* AIM OF THE TASK
Go line by line through the records and tally those that include "crate". Respond with the tally only.

════════════════════

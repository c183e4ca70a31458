//! Handler for health check endpoint.

use axum::{Json, extract::State, http::StatusCode};
use tracing::warn;

use crate::api::dto::health::{CheckStatus, HealthChecks, HealthResponse};
use crate::state::AppState;

/// Returns service health status with component checks.
///
/// # Endpoint
///
/// `GET /healthz`
///
/// # Response Codes
///
/// - **200 OK**: Database reachable
/// - **503 Service Unavailable**: Database check failed
///
/// # Response
///
/// ```json
/// {
///   "status": "healthy",
///   "version": "0.1.0",
///   "checks": { "database": { "status": "ok" } }
/// }
/// ```
pub async fn health_handler(
    State(state): State<AppState>,
) -> Result<Json<HealthResponse>, (StatusCode, Json<HealthResponse>)> {
    let db_check = check_database(&state).await;
    let healthy = db_check.status == "ok";

    let response = HealthResponse {
        status: if healthy { "healthy" } else { "degraded" }.to_string(),
        version: env!("CARGO_PKG_VERSION").to_string(),
        checks: HealthChecks { database: db_check },
    };

    if healthy {
        Ok(Json(response))
    } else {
        Err((StatusCode::SERVICE_UNAVAILABLE, Json(response)))
    }
}

/// Checks database connectivity with a trivial query.
async fn check_database(state: &AppState) -> CheckStatus {
    match state.link_service.check_store().await {
        Ok(()) => CheckStatus {
            status: "ok".to_string(),
            message: None,
        },
        Err(e) => {
            warn!(error = %e, "Health check: database unreachable");
            CheckStatus {
                status: "error".to_string(),
                message: Some("Database unreachable".to_string()),
            }
        }
    }
}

════════════════════

* ANSWER
2